Leetcode 1637: Widest Vertical Area Between Two Points Containing No Points
Given n points on a 2D plane, where points[i] = [xi, yi], return the widest vertical area between two points such that no points are inside the area. A vertical area is defined as a fixed-width region that extends infinitely along the y-axis. The widest vertical area is the one with the maximum width. Note that points on the edge of the vertical area are not considered inside.
Problem
Approach
Steps
Complexity
Input: The input consists of n points on a 2D plane, each represented as a pair of integers, [xi, yi], where xi and yi are the coordinates of the points.
Example: points = [[1, 4], [3, 1], [9, 0], [4, 6], [7, 2]]
Constraints:
• 2 <= n <= 10^5
• 0 <= xi, yi <= 10^9
Output: The output is the width of the widest vertical area between two points such that no points lie within the area.
Example: Output: 5
Constraints:
• The width will be a non-negative integer.
Goal: The goal is to find the widest vertical area between two points where no points are inside the area.
Steps:
• Sort the points based on their x-coordinates.

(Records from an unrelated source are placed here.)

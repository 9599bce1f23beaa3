// Copyright 2026 Phillip Cloud
// Licensed under the Apache License, Version 2.0

use time::OffsetDateTime;

use crate::{Alert, Changes, ChatMessage, SettingKey, SettingsStore, read_json_or, write_json};

pub const SYSTEM_PROMPT: &str = "You are a helpful health assistant. Provide accurate health information and advice. Always remind users that your advice is not a substitute for professional medical care and they should consult healthcare providers for serious concerns. Be empathetic, clear, and concise.";

pub const APOLOGY_MESSAGE: &str = "Sorry, I encountered an error. Please check your internet connection and API key, then try again.";

#[derive(Debug, Clone, Copy, PartialEq, Eq)]
pub enum ChatProperty {
    Messages,
    MessageInput,
    IsLoading,
    IsEmpty,
}

#[derive(Debug, Clone, PartialEq, Eq)]
pub enum CompletionError {
    Unauthorized,
    RateLimited,
    Status { code: u16, message: String },
    Transport(String),
    Malformed(String),
}

impl std::fmt::Display for CompletionError {
    fn fmt(&self, f: &mut std::fmt::Formatter<'_>) -> std::fmt::Result {
        match self {
            Self::Unauthorized => f.write_str("Invalid API key. Please check your API key."),
            Self::RateLimited => {
                f.write_str("Rate limit exceeded. Please wait a moment and try again.")
            }
            Self::Status { code, message } if message.is_empty() => {
                write!(f, "API error: {code}")
            }
            Self::Status { code, message } => write!(f, "API error: {code}: {message}"),
            Self::Transport(detail) => write!(f, "cannot reach the assistant: {detail}"),
            Self::Malformed(detail) => write!(f, "Invalid response format: {detail}"),
        }
    }
}

impl std::error::Error for CompletionError {}

/// Remote chat-completion capability used by [`ChatModel`].
pub trait CompletionBackend {
    /// Whether a credential has been configured. Sends are refused otherwise.
    fn is_configured(&self) -> bool;

    fn complete(&self, system_prompt: &str, user_message: &str)
    -> Result<String, CompletionError>;
}

/// A user message accepted by [`ChatModel::begin_send`] that still needs a
/// reply from the backend.
#[derive(Debug, Clone, PartialEq, Eq)]
pub struct PendingReply {
    pub request_id: u64,
    pub prompt: String,
}

#[derive(Debug, Clone, PartialEq, Eq)]
pub enum SendStart {
    Empty,
    Blocked(Alert),
    Pending(PendingReply),
}

#[derive(Debug)]
pub struct ChatModel {
    messages: Vec<ChatMessage>,
    input: String,
    loading: bool,
    empty: bool,
    next_request_id: u64,
    in_flight: Option<u64>,
    changes: Changes<ChatProperty>,
}

impl ChatModel {
    pub fn load<S: SettingsStore + ?Sized>(store: &S) -> Self {
        let messages: Vec<ChatMessage> = read_json_or(store, SettingKey::ChatHistory, Vec::new());
        let mut model = Self {
            empty: messages.is_empty(),
            messages,
            input: String::new(),
            loading: false,
            next_request_id: 0,
            in_flight: None,
            changes: Changes::default(),
        };
        if !model.empty {
            model
                .changes
                .notify_all(&[ChatProperty::Messages, ChatProperty::IsEmpty]);
        }
        model
    }

    /// Continues request numbering after `last_request_id` so replies still
    /// owed to an earlier session can never match a send from this one.
    pub fn resume_after(mut self, last_request_id: u64) -> Self {
        self.next_request_id = self.next_request_id.max(last_request_id);
        self
    }

    /// The id handed to the most recent send, or 0 before any send.
    pub fn last_request_id(&self) -> u64 {
        self.next_request_id
    }

    pub fn messages(&self) -> &[ChatMessage] {
        &self.messages
    }

    pub fn message_input(&self) -> &str {
        &self.input
    }

    pub fn set_message_input(&mut self, value: &str) {
        if self.input != value {
            self.input = value.to_owned();
            self.changes.notify(ChatProperty::MessageInput);
        }
    }

    pub fn is_loading(&self) -> bool {
        self.loading
    }

    pub fn is_empty(&self) -> bool {
        self.empty
    }

    pub fn take_changes(&mut self) -> Vec<ChatProperty> {
        self.changes.drain()
    }

    /// Validates the input and, when it can be sent, appends the user message
    /// and enters the loading state. The caller must deliver the backend's
    /// answer through [`ChatModel::finish_send`].
    pub fn begin_send(&mut self, configured: bool, now: OffsetDateTime) -> SendStart {
        let prompt = self.input.trim().to_owned();
        if prompt.is_empty() {
            self.set_loading(false);
            return SendStart::Empty;
        }

        if !configured {
            self.set_loading(false);
            return SendStart::Blocked(missing_credential_alert());
        }

        self.messages.push(ChatMessage::user(prompt.clone(), now));
        self.changes.notify(ChatProperty::Messages);
        self.set_empty(false);
        self.set_message_input("");
        self.set_loading(true);

        self.next_request_id = self.next_request_id.wrapping_add(1).max(1);
        let request_id = self.next_request_id;
        self.in_flight = Some(request_id);
        tracing::debug!(request_id, "chat request started");

        SendStart::Pending(PendingReply { request_id, prompt })
    }

    /// Applies the backend result for `request_id`. Results for superseded
    /// requests are dropped.
    pub fn finish_send<S: SettingsStore + ?Sized>(
        &mut self,
        request_id: u64,
        result: Result<String, CompletionError>,
        store: &mut S,
        now: OffsetDateTime,
    ) -> Option<Alert> {
        if self.in_flight != Some(request_id) {
            tracing::debug!(request_id, "dropping stale chat response");
            return None;
        }
        self.in_flight = None;

        let alert = match result {
            Ok(reply) => {
                self.messages.push(ChatMessage::assistant(reply.trim(), now));
                self.changes.notify(ChatProperty::Messages);
                if let Err(error) = write_json(store, SettingKey::ChatHistory, &self.messages) {
                    tracing::error!("save chat history failed: {error:#}");
                }
                None
            }
            Err(error) => {
                tracing::error!(request_id, "chat request failed: {error}");
                self.messages.push(ChatMessage::assistant(APOLOGY_MESSAGE, now));
                self.changes.notify(ChatProperty::Messages);
                Some(Alert::new(
                    "Error",
                    "Failed to get AI response. Please check:\n1. Internet connection\n2. API key is valid ([chat].api_key)\n3. API key has credits",
                ))
            }
        };

        self.set_loading(false);
        alert
    }

    /// Runs a whole send synchronously against `backend`.
    pub fn send_message<B, S>(
        &mut self,
        backend: &B,
        store: &mut S,
        now: impl Fn() -> OffsetDateTime,
    ) -> Option<Alert>
    where
        B: CompletionBackend + ?Sized,
        S: SettingsStore + ?Sized,
    {
        match self.begin_send(backend.is_configured(), now()) {
            SendStart::Empty => None,
            SendStart::Blocked(alert) => Some(alert),
            SendStart::Pending(pending) => {
                let result = backend.complete(SYSTEM_PROMPT, &pending.prompt);
                self.finish_send(pending.request_id, result, store, now())
            }
        }
    }

    pub fn clear_chat<S: SettingsStore + ?Sized>(&mut self, store: &mut S) {
        self.messages.clear();
        self.changes.notify(ChatProperty::Messages);
        self.empty = true;
        self.changes.notify(ChatProperty::IsEmpty);
        if let Err(error) = store.remove(SettingKey::ChatHistory) {
            tracing::error!("clear chat history failed: {error:#}");
        }
    }

    fn set_loading(&mut self, loading: bool) {
        self.loading = loading;
        self.changes.notify(ChatProperty::IsLoading);
    }

    fn set_empty(&mut self, empty: bool) {
        if self.empty != empty {
            self.empty = empty;
            self.changes.notify(ChatProperty::IsEmpty);
        }
    }
}

pub fn chat_disabled_alert() -> Alert {
    Alert::new(
        "Chat Disabled",
        "The assistant is turned off. Set [chat] enabled = true in the carely config file (run `carely --print-config-path` to locate it), then restart.",
    )
}

fn missing_credential_alert() -> Alert {
    Alert::new(
        "API Key Required",
        "Add your API key under [chat] api_key in the carely config file (run `carely --print-config-path` to locate it), then restart.",
    )
}
fn handle_steps_key<R: AppRuntime>(
    state: &mut AppState,
    runtime: &mut R,
    view_data: &mut ViewData,
    key: KeyEvent,
) {
    if matches!(key.code, KeyCode::Esc | KeyCode::Char('b')) {
        navigate(state, runtime, view_data, AppCommand::Back);
        return;
    }
    let Some(steps) = view_data.steps.as_mut() else {
        return;
    };
    match key.code {
        KeyCode::Char('s') => steps.model.start_tracking(Instant::now()),
        KeyCode::Char('p') | KeyCode::Char('x') => steps.model.stop_tracking(runtime.store()),
        KeyCode::Char('r') => steps.model.reset_steps(runtime.store()),
        _ => {}
    }
}

fn handle_chat_key<R: AppRuntime>(
    state: &mut AppState,
    runtime: &mut R,
    view_data: &mut ViewData,
    internal_tx: &Sender<InternalEvent>,
    key: KeyEvent,
) {
    if key.code == KeyCode::Esc {
        navigate(state, runtime, view_data, AppCommand::Back);
        return;
    }
    let ctrl = key.modifiers.contains(KeyModifiers::CONTROL);
    let Some(chat) = view_data.chat.as_mut() else {
        return;
    };
    match key.code {
        KeyCode::Char('l') if ctrl => {
            chat.clear_chat(runtime.store());
            emit_status(state, view_data, internal_tx, "chat history cleared");
        }
        KeyCode::Enter if chat.is_loading() => {
            emit_status(state, view_data, internal_tx, "still waiting for the assistant");
        }
        KeyCode::Enter => send_chat(runtime, view_data, internal_tx),
        KeyCode::Backspace => {
            let mut value = chat.message_input().to_owned();
            value.pop();
            chat.set_message_input(&value);
        }
        KeyCode::Char(ch) if !ctrl => {
            let mut value = chat.message_input().to_owned();
            value.push(ch);
            chat.set_message_input(&value);
        }
        _ => {}
    }
}

fn send_chat<R: AppRuntime>(
    runtime: &mut R,
    view_data: &mut ViewData,
    internal_tx: &Sender<InternalEvent>,
) {
    let has_prompt = view_data
        .chat
        .as_ref()
        .is_some_and(|chat| !chat.message_input().trim().is_empty());
    if has_prompt && !runtime.chat_enabled() {
        show_alert(view_data, chat_disabled_alert(), false);
        return;
    }

    let configured = runtime.chat_configured();
    let now = runtime.now();
    let Some(chat) = view_data.chat.as_mut() else {
        return;
    };

    let alert = match chat.begin_send(configured, now) {
        SendStart::Empty => None,
        SendStart::Blocked(alert) => Some(alert),
        SendStart::Pending(pending) => {
            let request_id = pending.request_id;
            match runtime.spawn_chat_request(pending, internal_tx.clone()) {
                Ok(()) => None,
                Err(error) => {
                    tracing::error!("start chat request: {error:#}");
                    let failure = Err(CompletionError::Transport(error.to_string()));
                    chat.finish_send(request_id, failure, runtime.store(), now)
                }
            }
        }
    };
    if let Some(alert) = alert {
        show_alert(view_data, alert, false);
    }
}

• Compute the horizontal distance between consecutive points in the sorted list.
• Return the maximum distance between consecutive points as the result.
Goal: The number of points is at least 2 and can go up to 100,000. The x and y values of the points are non-negative integers and can be as large as 10^9.
Steps:
• 2 <= n <= 100,000
• 0 <= xi, yi <= 10^9
Assumptions:
• There will always be at least two points in the array.
• Input: points = [[12, 5], [8, 7], [15, 10], [9, 6]]
• Explanation: The points are first sorted by their x-coordinate: [[8, 7], [9, 6], [12, 5], [15, 10]]. The distances between consecutive points are 1, 3, and 3, so the maximum width of the vertical area is 7.
Approach: We will approach this problem by sorting the points based on their x-coordinates and then calculating the horizontal distances between consecutive points. The maximum distance will be the answer.
Observations:
• Sorting the points by their x-coordinate will allow us to easily compute the distances between adjacent points.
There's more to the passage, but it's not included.